# Ulta Free Sample Choices



## Adrigirl81 (Nov 5, 2012)

I just went to the online checkout on the Ulta website and noticed that now instead of choosing 3 individual samples, you have to pick from three options: 3 Piece Fragrance Sampler, 3 Piece Skincare Sampler, or 3 Piece Variety Sampler.  Not sure how I feel about having to blindly choose samples.  Hmmmm.  




  Not sure how long they have been doing this, since I haven't ordered from Ulta recently.  At least they're free...but I still like to pick!


----------



## deactivateduser232015 (Nov 5, 2012)

That does suck. : Part of the fun is to be able to pick the samples you want... on sephora they always have samples, but do they know you wouldn't prefer trying such and such perfume over another, even if there are so many perfumes?

If that's the case, I'd go for perfumes. They're always the most expensive of the samples, and I'd just resell them on ebay if that were the case. Mwuhaha.


----------



## l0ser_dust (Nov 5, 2012)

Oh no  /emoticons/[email protected] 2x" width="20" height="20" /> I ordered for the first time ever (no ulta near me) and I just received my parcel today with the samples I chose. If it's any consulation, I wouldn't mind this option if they sent out a sample beauty bag with every order over $35... My sample bag was AWESOME, more exciting than the products I ordered! It made my birchbox look sad lol. That bag plus the 3 samples, I was on cloud 9! I'm a sucker for these types of things.


----------



## JimmyJazz (Nov 8, 2012)

How big are the samples they send you?


----------



## Kelli (Aug 1, 2013)

I just recently made my first purchase from Ulta and I liked the samples I got. I chose the Ulta brand choice and got a small face wash sample, a lotion sample that is 2 oz, which is one once smaller than a Bath &amp; Body Works mini (so good size for a "sample") and a full size eyeshadow! (it was in a really great shade, Golden Olive I believe). I really loved that I got that eyeshadow free, that alone made it worthwhile, since it isn't even sample sized. Very happy when I opened it up and saw that as one of the "samples". They also put 2 or 3 of the paper perfume samples in my box.


----------



## turtlegirl2 (Aug 5, 2013)

I've been a huge ULTA fan for years...I'm a Platinum Rewards member and get free samples all the time! The trick is to wait until they offer some amazing GWP (gift with purchase), which they do frequently, and place your order then. Also look for items that have a bonus gift with purchase and you can double up!

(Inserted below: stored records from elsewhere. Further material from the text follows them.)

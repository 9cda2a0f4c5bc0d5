//! Error types for the pocketnotes application.
//!
//! Store and screen operations never fail: blank input and unknown ids are
//! silent no-ops. The variants below cover the surfaces around them, such as
//! configuration loading, route parsing and the interactive shell.

use std::{io, path::PathBuf};

use thiserror::Error;

/// The main error type for the pocketnotes application.
#[derive(Error, Debug)]
pub enum NoteError {
    /// Errors related to file I/O operations.
    #[error("I/O error: {0}")]
    Io(#[from] io::Error),

    /// Errors related to serialization/deserialization operations.
    #[error("Serialization error: {0}")]
    Serialization(#[from] serde_json::Error),

    /// Errors related to configuration.
    #[error("Configuration error: {message}")]
    ConfigError { message: String },

    /// Configuration file given explicitly but missing.
    #[error("Configuration file not found: {path}")]
    ConfigNotFound { path: PathBuf },

    /// A route string that does not match any screen.
    #[error("Invalid route: {route}")]
    InvalidRoute { route: String },

    /// A shell command that could not be understood.
    #[error("{message}")]
    InvalidCommand { message: String },

    #[error("{message}")]
    EditorError { message: String },
}
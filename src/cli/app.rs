//! CLI module for the pocketnotes application
//!
//! Renders the active screen as text and feeds each input line to the
//! matching screen controller. The app owns the store and the route stack;
//! controllers borrow them for the duration of one command.
use std::{
    fs::read_to_string,
    io::{BufRead, Write},
    path::Path,
    process::Command,
};

use console::style;
use log::{debug, info, warn};
use shell_words::split;
use tempfile::Builder;

use crate::{
    parse_index, Config, FoldersScreen, Navigator, NoteEditor, NoteError, NoteStore, NotesScreen,
    Result, Route, RouteStack, TitlePolicy,
};

const CANCEL_INPUT: &str = ":cancel";

/// What the input loop should do after a line
#[derive(Debug, Clone, Copy, PartialEq, Eq)]
pub enum Flow {
    Continue,
    Quit,
}

/// The controller of the screen currently on top of the route stack
#[derive(Debug)]
enum ActiveScreen {
    Folders(FoldersScreen),
    Notes(NotesScreen),
    Editor(NoteEditor),
}

/// Interactive application handler
pub struct App<W: Write> {
    store: NoteStore,
    config: Config,
    nav: RouteStack,
    screen: ActiveScreen,
    /// Route the active controller was built from
    shown: Route,
    out: W,
}

impl<W: Write> App<W> {
    /// Create a new application with a fresh store built from `config`
    pub fn new(config: Config, out: W) -> Self {
        Self::with_store(NoteStore::new(&config), config, out)
    }

    pub fn with_store(store: NoteStore, config: Config, out: W) -> Self {
        Self {
            store,
            config,
            nav: RouteStack::new(),
            screen: ActiveScreen::Folders(FoldersScreen::new()),
            shown: Route::Folders,
            out,
        }
    }

    pub fn store(&self) -> &NoteStore {
        &self.store
    }

    pub fn route(&self) -> &Route {
        self.nav.current()
    }

    pub fn into_output(self) -> W {
        self.out
    }

    /// Reads commands until end of input or `quit`
    pub fn run<R: BufRead>(&mut self, input: R) -> Result<()> {
        info!("Starting interactive session");
        self.render()?;

        for line in input.lines() {
            let line = line?;
            match self.handle_line(&line) {
                Ok(Flow::Quit) => break,
                Ok(Flow::Continue) => {}
                Err(e @ NoteError::Io(_)) => return Err(e),
                Err(e) => {
                    warn!("Command failed: {}", e);
                    writeln!(self.out, "{}", style(e.to_string()).red())?;
                }
            }
        }

        info!("Session finished");
        Ok(())
    }

    /// Handles one line of input and redraws the screen when it changed
    pub fn handle_line(&mut self, line: &str) -> Result<Flow> {
        if let Some(flow) = self.handle_dialog_input(line)? {
            return Ok(flow);
        }
        if self.handle_text_input(line)? {
            return Ok(Flow::Continue);
        }

        let args = split(line).map_err(|e| NoteError::InvalidCommand {
            message: format!("Failed to parse command: {}", e),
        })?;

        let Some((command, rest)) = args.split_first() else {
            return Ok(Flow::Continue);
        };
        debug!("Command {:?} on {}", command, self.shown);

        match command.as_str() {
            "quit" | "exit" => return Ok(Flow::Quit),
            "help" => {
                self.print_help()?;
                return Ok(Flow::Continue);
            }
            _ => {}
        }

        match self.screen {
            ActiveScreen::Folders(_) => self.folders_command(command, rest)?,
            ActiveScreen::Notes(_) => self.notes_command(command, rest)?,
            ActiveScreen::Editor(_) => self.editor_command(command)?,
        }

        self.sync_screen()?;
        Ok(Flow::Continue)
    }

    /// Lines typed while a folders dialog is open answer the dialog
    fn handle_dialog_input(&mut self, line: &str) -> Result<Option<Flow>> {
        let ActiveScreen::Folders(screen) = &mut self.screen else {
            return Ok(None);
        };

        if screen.is_add_dialog_open() {
            if line.trim() == CANCEL_INPUT {
                screen.cancel_add();
            } else {
                screen.set_new_folder_name(line.trim());
                if screen.confirm_add(&mut self.store).is_none() {
                    writeln!(self.out, "Folder name (or {}):", CANCEL_INPUT)?;
                    return Ok(Some(Flow::Continue));
                }
            }
            self.render()?;
            return Ok(Some(Flow::Continue));
        }

        if screen.pending_delete().is_some() {
            let answer = line.trim().to_lowercase();
            if answer == "y" || answer == "yes" {
                screen.confirm_delete(&mut self.store);
            } else {
                screen.cancel_delete();
                writeln!(self.out, "Deletion cancelled.")?;
            }
            self.render()?;
            return Ok(Some(Flow::Continue));
        }

        Ok(None)
    }

    /// `type` and `set` take the rest of the line as typed, quotes and
    /// spacing included
    fn handle_text_input(&mut self, line: &str) -> Result<bool> {
        let ActiveScreen::Editor(editor) = &mut self.screen else {
            return Ok(false);
        };

        let line = line.trim_start();
        let (command, text) = line
            .split_once(char::is_whitespace)
            .unwrap_or((line, ""));

        match command {
            "type" => editor.append_line(text),
            "set" => editor.set_text(text),
            _ => return Ok(false),
        }
        debug!("Editor text updated by {:?}", command);
        self.render()?;
        Ok(true)
    }

    fn folders_command(&mut self, command: &str, rest: &[String]) -> Result<()> {
        let ActiveScreen::Folders(screen) = &mut self.screen else {
            return Ok(());
        };
        let rows = screen.rows(&self.store);

        match command {
            "ls" => self.render()?,
            "open" => {
                let index = parse_index(rest.first(), rows.len())?;
                screen.select(&mut self.nav, &rows[index].id);
            }
            "add" => {
                screen.open_add_dialog();
                writeln!(self.out, "New Folder")?;
                writeln!(self.out, "Folder name (or {}):", CANCEL_INPUT)?;
            }
            "rm" => {
                let index = parse_index(rest.first(), rows.len())?;
                if !screen.request_delete(&self.store, &rows[index].id) {
                    writeln!(self.out, "'{}' cannot be deleted.", rows[index].name)?;
                } else if let Some(prompt) = screen.delete_prompt() {
                    writeln!(self.out, "Delete Folder")?;
                    write!(self.out, "{} [y/N]: ", prompt)?;
                    self.out.flush()?;
                }
            }
            other => return Err(unknown_command(other)),
        }
        Ok(())
    }

    fn notes_command(&mut self, command: &str, rest: &[String]) -> Result<()> {
        let ActiveScreen::Notes(screen) = &self.screen else {
            return Ok(());
        };
        let rows = screen.rows(&self.store);

        match command {
            "ls" => self.render()?,
            "open" => {
                let index = parse_index(rest.first(), rows.len())?;
                screen.select(&mut self.nav, &rows[index].id);
            }
            "new" => {
                screen.new_note(&mut self.store, &mut self.nav);
            }
            "check" => {
                let index = parse_index(rest.first(), rows.len())?;
                screen.toggle_checked(&mut self.store, &rows[index].id);
                self.render()?;
            }
            "back" => screen.back(&mut self.nav),
            other => return Err(unknown_command(other)),
        }
        Ok(())
    }

    fn editor_command(&mut self, command: &str) -> Result<()> {
        let ActiveScreen::Editor(editor) = &mut self.screen else {
            return Ok(());
        };

        match command {
            "show" => self.render()?,
            "clear" => {
                editor.clear();
                self.render()?;
            }
            "edit" => {
                let text = open_in_editor(&self.config, editor.text())?;
                editor.set_text(&text);
                self.render()?;
            }
            "done" => {
                if !editor.save(&mut self.store, &mut self.nav) {
                    writeln!(self.out, "Nothing to save yet.")?;
                }
            }
            "delete" => {
                if !editor.can_delete() {
                    writeln!(self.out, "Only saved notes can be deleted.")?;
                } else {
                    editor.delete(&mut self.store, &mut self.nav);
                }
            }
            "back" => {
                editor.back(&mut self.store, &mut self.nav);
            }
            other => return Err(unknown_command(other)),
        }
        Ok(())
    }

    /// Rebuilds the active controller when the top route changed
    fn sync_screen(&mut self) -> Result<()> {
        loop {
            let route = self.nav.current().clone();
            if route == self.shown {
                return Ok(());
            }

            let screen = match &route {
                Route::Folders => Some(ActiveScreen::Folders(FoldersScreen::new())),
                Route::Notes { folder_id } => {
                    NotesScreen::open(&self.store, &self.config, folder_id).map(ActiveScreen::Notes)
                }
                Route::NoteEditor { folder_id, target } => {
                    NoteEditor::open(&mut self.store, &self.config, folder_id, target)
                        .map(ActiveScreen::Editor)
                }
            };

            match screen {
                Some(screen) => {
                    self.screen = screen;
                    self.shown = route;
                    return self.render();
                }
                None => {
                    warn!("Route {} no longer resolves, going back", route);
                    self.nav.pop();
                }
            }
        }
    }

    fn render(&mut self) -> Result<()> {
        let width = terminal_size::terminal_size()
            .map(|(w, _)| w.0 as usize)
            .unwrap_or(80)
            .min(50);
        let separator = "-".repeat(width);

        match &self.screen {
            ActiveScreen::Folders(screen) => {
                writeln!(self.out, "{}", style("Folders").bold())?;
                writeln!(self.out, "{}", separator)?;
                for (i, row) in screen.rows(&self.store).iter().enumerate() {
                    let marker = if row.deletable { "" } else { " (default)" };
                    writeln!(self.out, "{:>3}. {}{}  {}", i + 1, row.name, marker, row.count)?;
                }
            }
            ActiveScreen::Notes(screen) => {
                writeln!(self.out, "{}", style(screen.title(&self.store)).bold())?;
                writeln!(self.out, "{}", separator)?;
                let rows = screen.rows(&self.store);
                if rows.is_empty() {
                    writeln!(self.out, "No notes yet. Type `new` to create one.")?;
                }
                for (i, row) in rows.iter().enumerate() {
                    let title = if row.emphasized {
                        style(row.title.as_str()).bold()
                    } else {
                        style(row.title.as_str())
                    };
                    let check = match screen.policy() {
                        TitlePolicy::TitleBody if row.is_checked => "[x] ",
                        TitlePolicy::TitleBody => "[ ] ",
                        TitlePolicy::SingleField => "",
                    };
                    writeln!(self.out, "{:>3}. {}{}", i + 1, check, title)?;
                    if let Some(preview) = row.preview.as_deref().filter(|p| !p.is_empty()) {
                        writeln!(self.out, "     {}", preview)?;
                    }
                    writeln!(self.out, "     {}", style(&row.date).dim())?;
                }
            }
            ActiveScreen::Editor(editor) => {
                writeln!(self.out, "{}", style(editor.header(&self.store)).dim())?;
                writeln!(self.out, "{}", separator)?;
                if editor.text().is_empty() {
                    writeln!(self.out, "{}", style("Start typing...").dim())?;
                } else {
                    writeln!(self.out, "{}", editor.text())?;
                }
                writeln!(self.out, "{}", separator)?;
                let mut actions = vec!["back"];
                if editor.can_save() {
                    actions.push("done");
                }
                if editor.can_delete() {
                    actions.push("delete");
                }
                writeln!(self.out, "Actions: {}", actions.join(", "))?;
            }
        }
        Ok(())
    }

    fn print_help(&mut self) -> Result<()> {
        let text = match &self.screen {
            ActiveScreen::Folders(_) => {
                "ls | open <n> | add | rm <n> | help | quit"
            }
            ActiveScreen::Notes(_) => {
                "ls | open <n> | new | check <n> | back | help | quit"
            }
            ActiveScreen::Editor(_) => {
                "show | type <text> | set <text> | clear | edit | done | delete | back | help | quit"
            }
        };
        writeln!(self.out, "{}", text)?;
        Ok(())
    }
}

fn unknown_command(command: &str) -> NoteError {
    NoteError::InvalidCommand {
        message: format!("Unknown command: {} (try `help`)", command),
    }
}

/// Lets the user edit `text` in their external editor and returns the result
pub fn open_in_editor(config: &Config, text: &str) -> Result<String> {
    let mut temp_file = Builder::new().suffix(".txt").tempfile()?;
    temp_file.write_all(text.as_bytes())?;
    temp_file.flush()?;

    let editor_cmd = config.get_editor_command();
    info!("Opening {} to edit the note. Save and exit when done...", editor_cmd);
    launch_editor(&editor_cmd, temp_file.path())?;

    let content = read_to_string(temp_file.path())?;
    Ok(content.strip_suffix('\n').unwrap_or(&content).to_string())
}

fn launch_editor(editor_cmd: &str, file_path: &Path) -> Result<()> {
    let args = split(editor_cmd).map_err(|e| NoteError::EditorError {
        message: format!("Failed to parse editor command: {}", e),
    })?;

    let Some((program, extra)) = args.split_first() else {
        return Err(NoteError::EditorError {
            message: "Empty editor command".to_string(),
        });
    };

    let status = Command::new(program)
        .args(extra)
        .arg(file_path)
        .status()
        .map_err(|e| NoteError::EditorError {
            message: format!("Failed to execute editor command: {}", e),
        })?;

    if !status.success() {
        return Err(NoteError::EditorError {
            message: "Editor exited with non-zero status".to_string(),
        });
    }

    Ok(())
}
// Copyright (c) 2025 Fabstir
// SPDX-License-Identifier: BUSL-1.1

//! Response types for the two POST /embed variants

use crate::api::embed::Context;
use crate::api::ApiError;
use serde::{Deserialize, Serialize};

/// Response body for the text embedding service
///
/// # Example
/// ```json
/// { "dimension": 768, "vectors": [[0.01, -0.02, ...], ...] }
/// ```
#[derive(Debug, Clone, Serialize, Deserialize, PartialEq)]
pub struct EmbedResponse {
    /// Output dimensionality of the model
    pub dimension: usize,

    /// One unit-length vector per input text, in input order
    pub vectors: Vec<Vec<f32>>,
}

/// A context tagged with its embedding
#[derive(Debug, Clone, Serialize, Deserialize, PartialEq)]
pub struct ConvertContext {
    pub id: i64,
    pub content: String,
    pub vector: Vec<f32>,
}

impl ConvertContext {
    /// Zips contexts with their vectors, preserving order and ids
    ///
    /// # Errors
    /// Returns `ApiError::InferenceFailed` if the model returned a different
    /// number of vectors than there were contexts.
    pub fn tag_all(contexts: Vec<Context>, vectors: Vec<Vec<f32>>) -> Result<Vec<Self>, ApiError> {
        if contexts.len() != vectors.len() {
            return Err(ApiError::InferenceFailed(format!(
                "model returned {} vectors for {} contexts",
                vectors.len(),
                contexts.len()
            )));
        }

        Ok(contexts
            .into_iter()
            .zip(vectors)
            .map(|(context, vector)| ConvertContext {
                id: context.id,
                content: context.content,
                vector,
            })
            .collect())
    }
}
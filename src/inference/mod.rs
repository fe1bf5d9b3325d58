// Copyright (c) 2025 Fabstir
// SPDX-License-Identifier: BUSL-1.1
pub mod session;

pub use session::{EncodedBatch, LoadOptions, OnnxSession, TokenizedInput};
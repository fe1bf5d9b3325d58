// Copyright (c) 2025 Fabstir
// SPDX-License-Identifier: BUSL-1.1

//! Reranker API Module
//!
//! POST /rerank: scores documents against a query with a cross-encoder and
//! returns the top_k by descending score.

pub mod handler;
pub mod request;
pub mod response;

pub use handler::rerank_handler;
pub use request::{Document, RerankRequest};
pub use response::{RerankResponse, RerankResult};
// Copyright (c) 2025 Fabstir
// SPDX-License-Identifier: BUSL-1.1

//! Embedding API Module
//!
//! POST /embed in two shapes: `{"texts": [...]}` returning
//! `{dimension, vectors}`, and a bare `[{id, content}]` list returning each
//! record tagged with its vector.

pub mod handler;
pub mod request;
pub mod response;

pub use handler::{embed_contexts_handler, embed_handler};
pub use request::{Context, EmbedRequest};
pub use response::{ConvertContext, EmbedResponse};
// Copyright (c) 2025 Fabstir
// SPDX-License-Identifier: BUSL-1.1
use crate::api::rerank::Document;
use serde::{Deserialize, Serialize};

/// A document with its cross-encoder score
#[derive(Debug, Clone, Serialize, Deserialize, PartialEq)]
pub struct RerankResult {
    pub id: String,
    pub content: String,
    pub score: f32,
}

/// Response body for POST /rerank
///
/// `documents` is sorted by descending score and holds at most `top_k`
/// entries.
#[derive(Debug, Clone, Serialize, Deserialize, PartialEq)]
pub struct RerankResponse {
    pub documents: Vec<RerankResult>,
}

impl From<(Document, f32)> for RerankResult {
    fn from((document, score): (Document, f32)) -> Self {
        RerankResult {
            id: document.id,
            content: document.content,
            score,
        }
    }
}
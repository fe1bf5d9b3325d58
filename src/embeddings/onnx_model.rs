// Copyright (c) 2025 Fabstir
// SPDX-License-Identifier: BUSL-1.1

//! ONNX Embedding Model Wrapper
//!
//! Runs a sentence-transformer exported to ONNX (e.g. BAAI/bge-base-en-v1.5).
//!
//! Features:
//! - ONNX model loading from resolved model files
//! - GPU acceleration via CUDA (with automatic CPU fallback, `cuda` feature)
//! - Tokenization with truncation and per-batch padding
//! - CLS or attention-masked mean pooling
//! - L2 normalization of every output vector
//! - Output dimension detected from the model at load time

use crate::embeddings::{l2_normalize, Pooling, TextEmbedder};
use crate::inference::{EncodedBatch, LoadOptions, OnnxSession};
use crate::models::ModelFiles;
use anyhow::{Context, Result};
use async_trait::async_trait;
use ndarray::{ArrayD, Axis, Ix2};
use tracing::{debug, info};

/// ONNX-based sentence embedding model
///
/// # Thread Safety
/// The underlying session is shared behind `Arc<Mutex<_>>`, so clones are
/// cheap and inference calls are serialized.
#[derive(Clone)]
pub struct OnnxEmbeddingModel {
    session: OnnxSession,

    /// Model name (e.g., "BAAI/bge-base-en-v1.5")
    model_name: String,

    pooling: Pooling,

    /// Output dimension, detected by a validation inference at load time
    dimension: usize,

    batch_size: usize,
}

impl std::fmt::Debug for OnnxEmbeddingModel {
    fn fmt(&self, f: &mut std::fmt::Formatter<'_>) -> std::fmt::Result {
        f.debug_struct("OnnxEmbeddingModel")
            .field("model_name", &self.model_name)
            .field("pooling", &self.pooling)
            .field("dimension", &self.dimension)
            .field("batch_size", &self.batch_size)
            .finish_non_exhaustive()
    }
}

impl OnnxEmbeddingModel {
    /// Loads the model and validates its output shape
    ///
    /// Pooling comes from `pooling_override`, else from the model's
    /// `1_Pooling/config.json`, else mean pooling.
    ///
    /// # Errors
    /// Returns error if:
    /// - Model or tokenizer file not found or invalid
    /// - ONNX Runtime initialization fails
    /// - The validation inference yields no usable vector
    ///
    /// # Example
    /// ```ignore
    /// let files = resolve_model_files(&ModelSource::parse("BAAI/bge-base-en-v1.5", "main"), "onnx/model.onnx", ModelRole::Embedder).await?;
    /// let model = OnnxEmbeddingModel::load("BAAI/bge-base-en-v1.5", &files, &LoadOptions::default(), None)?;
    /// ```
    pub fn load(
        model_name: impl Into<String>,
        files: &ModelFiles,
        options: &LoadOptions,
        pooling_override: Option<Pooling>,
    ) -> Result<Self> {
        let model_name = model_name.into();

        let pooling = match (pooling_override, &files.pooling_config) {
            (Some(pooling), _) => pooling,
            (None, Some(path)) => Pooling::from_config_file(path)?,
            (None, None) => Pooling::default(),
        };

        info!("Initializing ONNX embedding model {} ({} pooling)", model_name, pooling);
        let session = OnnxSession::load(&files.model_path, &files.tokenizer_path, options)?;

        let mut model = Self {
            session,
            model_name,
            pooling,
            dimension: 0,
            batch_size: options.batch_size.max(1),
        };

        let probe = model
            .embed_chunk(&["validation test".to_string()])
            .context("Validation inference failed")?;
        let dimension = probe.first().map(Vec::len).unwrap_or(0);
        if dimension == 0 {
            anyhow::bail!("Model {} produced an empty embedding", model.model_name);
        }
        model.dimension = dimension;

        info!(
            "ONNX embedding model loaded: {} ({} dimensions)",
            model.model_name, model.dimension
        );
        Ok(model)
    }

    /// Embeds texts synchronously, `batch_size` texts per session run
    pub fn embed_blocking(&self, texts: &[String]) -> Result<Vec<Vec<f32>>> {
        if texts.is_empty() {
            return Ok(vec![]);
        }

        let mut embeddings = Vec::with_capacity(texts.len());
        for chunk in texts.chunks(self.batch_size) {
            let vectors = self.embed_chunk(chunk)?;
            for (i, vector) in vectors.iter().enumerate() {
                if vector.len() != self.dimension {
                    anyhow::bail!(
                        "Unexpected embedding dimension at index {}: {} (expected {})",
                        embeddings.len() + i,
                        vector.len(),
                        self.dimension
                    );
                }
            }
            embeddings.extend(vectors);
        }

        Ok(embeddings)
    }

    fn embed_chunk(&self, texts: &[String]) -> Result<Vec<Vec<f32>>> {
        let inputs: Vec<&str> = texts.iter().map(String::as_str).collect();
        let batch = self.session.encode(inputs)?;
        let output = self.session.run(&batch)?;
        debug!(
            batch = batch.batch_size(),
            shape = ?output.shape(),
            "Embedding batch inference complete"
        );
        sentence_vectors(output, &batch, self.pooling)
    }

    pub fn pooling(&self) -> Pooling {
        self.pooling
    }
}

#[async_trait]
impl TextEmbedder for OnnxEmbeddingModel {
    fn model_name(&self) -> &str {
        &self.model_name
    }

    fn dimension(&self) -> usize {
        self.dimension
    }

    async fn embed_batch(&self, texts: Vec<String>) -> Result<Vec<Vec<f32>>> {
        let model = self.clone();
        tokio::task::spawn_blocking(move || model.embed_blocking(&texts))
            .await
            .context("Embedding task panicked")?
    }
}

/// Turns the model's first output into one normalized vector per sequence
///
/// Accepts token-level hidden states `[batch, seq_len, hidden]` (pooled
/// with `pooling` under the batch attention mask) or already-pooled
/// `[batch, hidden]` sentence embeddings.
pub fn sentence_vectors(
    output: ArrayD<f32>,
    batch: &EncodedBatch,
    pooling: Pooling,
) -> Result<Vec<Vec<f32>>> {
    let batch_size = batch.batch_size();
    let shape = output.shape().to_vec();

    if shape.first().copied() != Some(batch_size) {
        anyhow::bail!(
            "Model output batch {:?} does not match input batch {}",
            shape,
            batch_size
        );
    }

    let mut vectors = match shape.len() {
        3 => {
            let mut vectors = Vec::with_capacity(batch_size);
            for (i, item) in output.axis_iter(Axis(0)).enumerate() {
                let hidden = item
                    .into_dimensionality::<Ix2>()
                    .context("Failed to view token embeddings as [seq_len, hidden]")?;
                let mask = batch.attention_mask.row(i).to_vec();
                vectors.push(pooling.pool(hidden, &mask));
            }
            vectors
        }
        2 => output
            .axis_iter(Axis(0))
            .map(|row| row.iter().copied().collect())
            .collect(),
        _ => anyhow::bail!(
            "Model outputs unexpected dimensions: {:?} (expected [batch, seq_len, hidden] or [batch, hidden])",
            shape
        ),
    };

    for vector in &mut vectors {
        l2_normalize(vector);
    }
    Ok(vectors)
}
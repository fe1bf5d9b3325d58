// Copyright (c) 2025 Fabstir
// SPDX-License-Identifier: BUSL-1.1
use axum::{
    http::StatusCode,
    response::{IntoResponse, Response},
};
use std::fmt;
use tracing::error;

/// Failure while serving a request that passed schema validation
///
/// The detail is only logged; clients get a bare 500.
#[derive(Debug, Clone)]
pub enum ApiError {
    /// Tokenization, ONNX Runtime or output reshaping failed
    InferenceFailed(String),
}

impl ApiError {
    pub fn status_code(&self) -> StatusCode {
        match self {
            ApiError::InferenceFailed(_) => StatusCode::INTERNAL_SERVER_ERROR,
        }
    }
}

impl fmt::Display for ApiError {
    fn fmt(&self, f: &mut fmt::Formatter<'_>) -> fmt::Result {
        match self {
            ApiError::InferenceFailed(msg) => write!(f, "Inference failed: {}", msg),
        }
    }
}

impl std::error::Error for ApiError {}

impl IntoResponse for ApiError {
    fn into_response(self) -> Response {
        error!("{}", self);
        self.status_code().into_response()
    }
}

For example, here's my latest haul from ULTA:





The only two things that I actually purchased are the Tarte Brazilliance Self-Tanner and the Miracle Skin Transformer concealer.

I ordered during a 'Free Beauty Bag with $50 purchase' event, AND the Miracle Skin concealer came with a 'Free 3-Piece Flawless Skin Set with any purchase.' Plus their usual small offering of samples that you can choose from. I got 3 little foil packets with the Variety Sampler that I chose.

There are some amazing things that came in the free beauty bag, Ojon hair products, Catwalk dry shampoo, Pacifica Body lotion, and lots more. And even better, I had a 20% off coupon, plus $30 in reward dollars...so my $77 order came to about $30 bucks!


----------



## Kelli (Aug 6, 2013)

I placed my order when they were doing a free Clinique perfume sample bottle with ANY purchase, plus used the $3.50 of $10, so even with shipping I paid about $15 for everything (2 nyx lipsticks, a lip liner &amp; 2 ulta shadows, plus all the samples). I really like that even though I didn't pay for the $35 perfume sample, I was given rewards points for it!! I was surprised when my account showed 42 points instead of the 8 or so I was expecting.


----------